A recent study published last month in the British Journal of Clinical Pharmacology has provided further evidence of what health science experts have long suspected: frequent use of proton pump inhibitors such as Nexium and Prilosec can increase the risk of stomach infections, particularly those caused by bacteria such as clostridium difficile and campylobacter. Symptoms of both of these bacteria can result in abdominal pain and diarrhea. However, in some cases, a c. diff. infection can be serious, and even fatal; of some 500,000 people in the U.S. who contracted the infection in 2011, nearly 30,000 died within a month.
The researchers found that by suppressing the production of stomach acid, some patients become more susceptible to gastrointestinal infections. This concern has been expressed by the FDA and the U.S. Centers for Disease Control for several years.
The British study included approximately 565,000 adult patients from the city of Tayside, Scotland. Two groups were studied. The first group regularly took PPIs for heartburn, while the second group used a different type of antacid, known as an H2 receptor agonist. The researchers found that patients using PPIs were as much as 3.7 times as likely to contract serious gastrointestinal infections. That danger increased for hospital patients, whose risk factor was up to 4.5 times greater than normal. Their conclusions:
“The results suggest that community prescribed acid suppression medicines were associated with increased rates of C. difficile and Campylobacter positive gastroenteritis in both the community and hospital settings.”

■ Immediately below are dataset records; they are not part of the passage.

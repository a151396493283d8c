use crate::suggest::ui::components::{Component, is_exit_prompt};
use crate::suggest::ui::events::Message;
use crossterm::event::{KeyCode, KeyEvent, KeyModifiers};
use ratatui::{
    Frame,
    layout::Rect,
    style::{Color, Modifier, Style},
    text::{Line, Span},
    widgets::{Block, Borders, Paragraph},
};

/// Single-line query input with emacs-style editing keys.
#[derive(Default)]
pub struct SearchBar {
    query: String,
    cursor_position: usize,
    loading: bool,
    focused: bool,
    message: Option<String>,
}

impl SearchBar {
    pub fn new() -> Self {
        Self::default()
    }

    /// Sync the text from state. The cursor only jumps to the end when the
    /// text was changed from outside, e.g. cleared after a commit.
    pub fn set_query(&mut self, query: &str) {
        if self.query != query {
            self.query = query.to_string();
            self.cursor_position = self.char_count();
        }
    }

    pub fn set_loading(&mut self, loading: bool) {
        self.loading = loading;
    }

    pub fn set_focused(&mut self, focused: bool) {
        self.focused = focused;
    }

    pub fn set_message(&mut self, message: Option<String>) {
        self.message = message;
    }

    pub fn get_query(&self) -> &str {
        &self.query
    }

    pub fn cursor_position(&self) -> usize {
        self.cursor_position
    }

    fn char_count(&self) -> usize {
        self.query.chars().count()
    }

    fn byte_offset(&self, char_pos: usize) -> usize {
        self.query
            .char_indices()
            .nth(char_pos)
            .map_or(self.query.len(), |(offset, _)| offset)
    }

    fn prev_word_boundary(&self, from: usize) -> usize {
        let chars: Vec<char> = self.query.chars().collect();
        let mut pos = from;
        while pos > 0 && chars[pos - 1].is_whitespace() {
            pos -= 1;
        }
        while pos > 0 && !chars[pos - 1].is_whitespace() {
            pos -= 1;
        }
        pos
    }

    fn next_word_boundary(&self, from: usize) -> usize {
        let chars: Vec<char> = self.query.chars().collect();
        let mut pos = from;
        while pos < chars.len() && !chars[pos].is_whitespace() {
            pos += 1;
        }
        while pos < chars.len() && chars[pos].is_whitespace() {
            pos += 1;
        }
        pos
    }

    /// Delete chars in `start..end`; returns whether the query changed.
    fn delete_range(&mut self, start: usize, end: usize) -> bool {
        if start >= end || end > self.char_count() {
            return false;
        }
        let byte_start = self.byte_offset(start);
        let byte_end = self.byte_offset(end);
        self.query.drain(byte_start..byte_end);
        self.cursor_position = start;
        true
    }

    fn changed(&self) -> Option<Message> {
        Some(Message::QueryChanged(self.query.clone()))
    }

    fn delete_before_cursor(&mut self) -> Option<Message> {
        if self.cursor_position > 0 && self.delete_range(self.cursor_position - 1, self.cursor_position)
        {
            return self.changed();
        }
        None
    }

    fn delete_under_cursor(&mut self) -> Option<Message> {
        let cursor = self.cursor_position;
        if self.delete_range(cursor, cursor + 1) {
            return self.changed();
        }
        None
    }

    fn title(&self) -> Line<'static> {
        let mut title = "Search products and services".to_string();
        if self.loading {
            title.push_str(" (searching...)");
        }
        let mut spans = vec![Span::raw(title)];
        if let Some(msg) = &self.message {
            let style = if is_exit_prompt(&self.message) {
                Style::default().fg(Color::Red).add_modifier(Modifier::BOLD)
            } else {
                Style::default()
            };
            spans.push(Span::raw(" - "));
            spans.push(Span::styled(msg.clone(), style));
        }
        Line::from(spans)
    }
}

impl Component for SearchBar {
    fn render(&mut self, f: &mut Frame, area: Rect) {
        let cursor_style = Style::default().bg(Color::White).fg(Color::Black);
        let split = self.byte_offset(self.cursor_position);
        let (before, rest) = self.query.split_at(split);
        let mut rest_chars = rest.chars();
        let under_cursor = rest_chars.next().unwrap_or(' ');

        let mut spans = vec![Span::raw(before.to_string())];
        if self.focused {
            spans.push(Span::styled(under_cursor.to_string(), cursor_style));
            spans.push(Span::raw(rest_chars.as_str().to_string()));
        } else {
            spans.push(Span::raw(rest.to_string()));
        }

        let border_style = if self.focused {
            Style::default().fg(Color::Yellow)
        } else {
            Style::default().add_modifier(Modifier::DIM)
        };

        let input = Paragraph::new(Line::from(spans)).block(
            Block::default()
                .title(self.title())
                .borders(Borders::ALL)
                .border_style(border_style),
        );

        f.render_widget(input, area);
    }

    fn handle_key(&mut self, key: KeyEvent) -> Option<Message> {
        if key.modifiers.contains(KeyModifiers::CONTROL) {
            return match key.code {
                KeyCode::Char('a') => {
                    self.cursor_position = 0;
                    None
                }
                KeyCode::Char('e') => {
                    self.cursor_position = self.char_count();
                    None
                }
                KeyCode::Char('b') => {
                    self.cursor_position = self.cursor_position.saturating_sub(1);
                    None
                }
                KeyCode::Char('f') => {
                    self.cursor_position = (self.cursor_position + 1).min(self.char_count());
                    None
                }
                KeyCode::Char('h') => self.delete_before_cursor(),
                KeyCode::Char('d') => self.delete_under_cursor(),
                KeyCode::Char('w') => {
                    let start = self.prev_word_boundary(self.cursor_position);
                    if self.delete_range(start, self.cursor_position) {
                        return self.changed();
                    }
                    None
                }
                KeyCode::Char('u') => {
                    if self.delete_range(0, self.cursor_position) {
                        return self.changed();
                    }
                    None
                }
                KeyCode::Char('k') => {
                    if self.delete_range(self.cursor_position, self.char_count()) {
                        return self.changed();
                    }
                    None
                }
                _ => None,
            };
        }

        if key.modifiers.contains(KeyModifiers::ALT) {
            match key.code {
                KeyCode::Char('b') => {
                    self.cursor_position = self.prev_word_boundary(self.cursor_position);
                }
                KeyCode::Char('f') => {
                    self.cursor_position = self.next_word_boundary(self.cursor_position);
                }
                _ => {}
            }
            return None;
        }

        match key.code {
            KeyCode::Char(c) => {
                let byte_pos = self.byte_offset(self.cursor_position);
                self.query.insert(byte_pos, c);
                self.cursor_position += 1;
                self.changed()
            }
            KeyCode::Backspace => self.delete_before_cursor(),
            KeyCode::Delete => self.delete_under_cursor(),
            KeyCode::Left => {
                self.cursor_position = self.cursor_position.saturating_sub(1);
                None
            }
            KeyCode::Right => {
                self.cursor_position = (self.cursor_position + 1).min(self.char_count());
                None
            }
            KeyCode::Home => {
                self.cursor_position = 0;
                None
            }
            KeyCode::End => {
                self.cursor_position = self.char_count();
                None
            }
            _ => None,
        }
    }
}
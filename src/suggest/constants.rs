//! Constants for the search-and-suggest module
//!
//! Timing values are defaults; `SearchConfig` can override the debounce and
//! blur grace intervals.

// Timing constants
/// Quiet interval after the last keystroke before a search is dispatched
pub const DEBOUNCE_MS: u64 = 350;

/// Delay between losing focus and closing the list, so a pointer commit on a
/// row is processed first
pub const BLUR_GRACE_MS: u64 = 150;

/// Status message auto-clear delay in milliseconds
pub const MESSAGE_CLEAR_DELAY_MS: u64 = 3000;

/// Event polling interval in milliseconds
pub const EVENT_POLL_INTERVAL_MS: u64 = 50;

/// Double Ctrl+C timeout in seconds
pub const DOUBLE_CTRL_C_TIMEOUT_SECS: u64 = 1;

// Query constants
/// Shortest trimmed query (in characters) that is sent to the sources
pub const MIN_QUERY_CHARS: usize = 2;

/// Destination of a full search
pub const FULL_SEARCH_PATH: &str = "/search";

// UI Layout constants
/// Height of the search bar component
pub const SEARCH_BAR_HEIGHT: u16 = 3;

/// Width of the quick-add column at the right edge of each row
pub const QUICK_ADD_COLUMN_WIDTH: u16 = 5;

/// Width of the price column
pub const PRICE_COLUMN_WIDTH: u16 = 12;

/// Width of the domain column
pub const DOMAIN_COLUMN_WIDTH: u16 = 10;
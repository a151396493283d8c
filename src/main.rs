use anyhow::{Context, Result};
use clap::{Parser, ValueEnum};
use std::io::{self, Write};
use std::path::PathBuf;
use std::sync::Arc;
use std::time::{Duration, Instant};
use storefront_search::{
    HttpSource, InteractiveSearch, QueryExecutor, SearchConfig, format_item,
    logging::{self, LogTarget},
    suggest::ui::app_state::is_searchable,
};

#[derive(Parser)]
#[command(
    name = "storefront-search",
    version,
    about = "Search-as-you-type over a storefront's product and service catalogs",
    long_about = None
)]
struct Cli {
    /// Search query
    #[arg(required_unless_present = "interactive")]
    query: Option<String>,

    /// Interactive search box
    #[arg(short = 'i', long)]
    interactive: bool,

    /// Output format
    #[arg(short = 'f', long, value_enum, default_value = "text")]
    format: OutputFormat,

    /// Disable colored output
    #[arg(long)]
    no_color: bool,

    /// Base URL of the storefront API
    #[arg(long, env = "STOREFRONT_API_URL", default_value = storefront_search::config::DEFAULT_BASE_URL)]
    api_url: String,

    /// Candidate product endpoint, highest priority first (repeatable, `{q}` is the query)
    #[arg(long = "product-endpoint", env = "STOREFRONT_PRODUCT_ENDPOINTS", value_delimiter = ',')]
    product_endpoints: Vec<String>,

    /// Candidate service endpoint, highest priority first (repeatable, `{q}` is the query)
    #[arg(long = "service-endpoint", env = "STOREFRONT_SERVICE_ENDPOINTS", value_delimiter = ',')]
    service_endpoints: Vec<String>,

    /// Quiet interval before a search is dispatched
    #[arg(long, env = "STOREFRONT_DEBOUNCE_MS", default_value_t = storefront_search::suggest::constants::DEBOUNCE_MS)]
    debounce_ms: u64,

    /// Delay between losing focus and closing the list
    #[arg(long, env = "STOREFRONT_BLUR_GRACE_MS", default_value_t = storefront_search::suggest::constants::BLUR_GRACE_MS)]
    blur_grace_ms: u64,

    /// Per-request timeout (no timeout when unset)
    #[arg(long, env = "STOREFRONT_TIMEOUT_MS")]
    timeout_ms: Option<u64>,

    /// Write logs to this file (interactive mode logs nowhere otherwise)
    #[arg(long)]
    log_file: Option<PathBuf>,

    /// Log as JSON lines
    #[arg(long, requires = "log_file")]
    log_json: bool,

    /// Enable verbose output
    #[arg(short, long)]
    verbose: bool,
}

#[derive(Clone, Copy, Debug, ValueEnum)]
enum OutputFormat {
    Text,
    Json,
    #[value(name = "jsonl")]
    JsonL,
}

impl Cli {
    fn search_config(&self) -> Result<SearchConfig> {
        let mut config = SearchConfig {
            base_url: self.api_url.clone(),
            debounce: Duration::from_millis(self.debounce_ms),
            blur_grace: Duration::from_millis(self.blur_grace_ms),
            request_timeout: self.timeout_ms.map(Duration::from_millis),
            ..SearchConfig::default()
        };
        if !self.product_endpoints.is_empty() {
            config.product_endpoints = self.product_endpoints.clone();
        }
        if !self.service_endpoints.is_empty() {
            config.service_endpoints = self.service_endpoints.clone();
        }
        Ok(config.validated()?)
    }

    fn log_target(&self) -> LogTarget<'_> {
        match (&self.log_file, self.interactive) {
            (Some(path), _) => LogTarget::File {
                path,
                json: self.log_json,
            },
            (None, true) => LogTarget::Off,
            (None, false) => LogTarget::Stderr,
        }
    }
}

fn main() -> Result<()> {
    let cli = Cli::parse();

    logging::init_tracing(cli.log_target(), cli.verbose)?;

    let config = cli.search_config()?;
    let source = HttpSource::new(&config).context("failed to build HTTP client")?;
    if cli.verbose {
        eprintln!("Searching: {}", source.base_url());
    }
    let executor = QueryExecutor::new(Arc::new(source), &config);
    let runtime = tokio::runtime::Runtime::new().context("failed to start async runtime")?;

    let stdout = io::stdout();

    // Interactive mode
    if cli.interactive {
        let mut interactive = InteractiveSearch::new(&config, executor, runtime.handle().clone());
        let intents = interactive.run()?;

        let mut handle = stdout.lock();
        for intent in &intents {
            serde_json::to_writer(&mut handle, intent)?;
            writeln!(&mut handle)?;
        }
        return Ok(());
    }

    let query = cli.query.as_deref().unwrap_or_default().trim();
    let start = Instant::now();
    let items = if is_searchable(query) {
        runtime.block_on(executor.execute(query))
    } else {
        Vec::new()
    };
    let duration = start.elapsed();

    let mut handle = stdout.lock();
    match cli.format {
        OutputFormat::Text => {
            if items.is_empty() {
                writeln!(&mut handle, "No results found.")?;
            } else {
                writeln!(&mut handle, "Found {} results:\n", items.len())?;
                for item in &items {
                    writeln!(&mut handle, "{}", format_item(item, !cli.no_color))?;
                }
                eprintln!("\nSearch completed in {}ms", duration.as_millis());
            }
        }
        OutputFormat::Json => {
            let output = serde_json::json!({
                "query": query,
                "results": items,
                "duration_ms": duration.as_millis(),
                "returned_count": items.len()
            });
            serde_json::to_writer_pretty(&mut handle, &output)?;
            writeln!(&mut handle)?;
        }
        OutputFormat::JsonL => {
            for item in &items {
                serde_json::to_writer(&mut handle, item)?;
                writeln!(&mut handle)?;
            }
            let metadata = serde_json::json!({
                "_metadata": {
                    "query": query,
                    "duration_ms": duration.as_millis(),
                    "returned_count": items.len()
                }
            });
            serde_json::to_writer(&mut handle, &metadata)?;
            writeln!(&mut handle)?;
        }
    }

    Ok(())
}
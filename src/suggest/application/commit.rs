//! Commit resolution
//!
//! Turns a terminal user action into outward intents plus the state changes
//! that go with them. Performs no I/O; an impossible commit resolves to
//! [`Resolution::none`].

use crate::suggest::constants::FULL_SEARCH_PATH;
use crate::suggest::domain::models::{Intent, PointerTarget, ResultItem};

#[derive(Clone, Copy, Debug, PartialEq, Eq)]
pub enum CommitAction {
    /// Enter pressed in the search box
    Enter,
    /// Pointer commit on a suggestion row or on one of its controls.
    /// `stop_at_source` keeps a control's commit from reaching the row.
    Pointer {
        index: usize,
        target: PointerTarget,
        stop_at_source: bool,
    },
}

/// Snapshot of the suggestion box a commit is resolved against.
#[derive(Clone, Copy, Debug)]
pub struct CommitContext<'a> {
    pub query: &'a str,
    pub items: &'a [ResultItem],
    pub cursor: Option<usize>,
    pub open: bool,
}

#[derive(Clone, Debug, Default, PartialEq)]
pub struct Resolution {
    pub intents: Vec<Intent>,
    pub clear_query: bool,
    pub close: bool,
}

impl Resolution {
    pub fn none() -> Self {
        Self::default()
    }

    pub fn is_noop(&self) -> bool {
        self.intents.is_empty() && !self.clear_query && !self.close
    }
}

pub fn resolve(action: CommitAction, ctx: CommitContext<'_>) -> Resolution {
    match action {
        CommitAction::Enter => resolve_enter(ctx),
        CommitAction::Pointer {
            index,
            target,
            stop_at_source,
        } => {
            if !ctx.open {
                return Resolution::none();
            }
            let Some(item) = ctx.items.get(index) else {
                return Resolution::none();
            };
            match target {
                PointerTarget::Row => commit_item(item),
                PointerTarget::QuickAdd => {
                    let mut resolution = Resolution {
                        intents: vec![Intent::AddToCart { item: item.draft() }],
                        ..Resolution::default()
                    };
                    if !stop_at_source {
                        let row = commit_item(item);
                        resolution.intents.extend(row.intents);
                        resolution.clear_query = row.clear_query;
                        resolution.close = row.close;
                    }
                    resolution
                }
            }
        }
    }
}

fn resolve_enter(ctx: CommitContext<'_>) -> Resolution {
    if ctx.open {
        if let Some(item) = ctx.cursor.and_then(|index| ctx.items.get(index)) {
            return commit_item(item);
        }
    }

    let query = ctx.query.trim();
    if query.is_empty() {
        return Resolution::none();
    }

    Resolution {
        intents: vec![Intent::NavigateToSearch {
            path: full_search_path(query),
        }],
        clear_query: false,
        close: true,
    }
}

fn commit_item(item: &ResultItem) -> Resolution {
    Resolution {
        intents: vec![Intent::NavigateToDetail {
            path: item.detail_path(),
        }],
        clear_query: true,
        close: true,
    }
}

pub fn full_search_path(query: &str) -> String {
    format!("{FULL_SEARCH_PATH}?q={}", urlencoding::encode(query))
}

The sale of PPIs like Nexium and Prilosec represent a huge revenue stream for the manufacturers; sales of Nexium alone totaled over $5.5 billion in 2013 alone. While occasional, short-term use of PPIs pose little in the way of problems, many patients use them on a regular basis, putting them at risk for a range of potentially serious health problems. In addition to bacterial infections, these side effects can include kidney damage, stroke, Alzheimer's and fluid buildup in the abdomen, in addition to those mentioned above.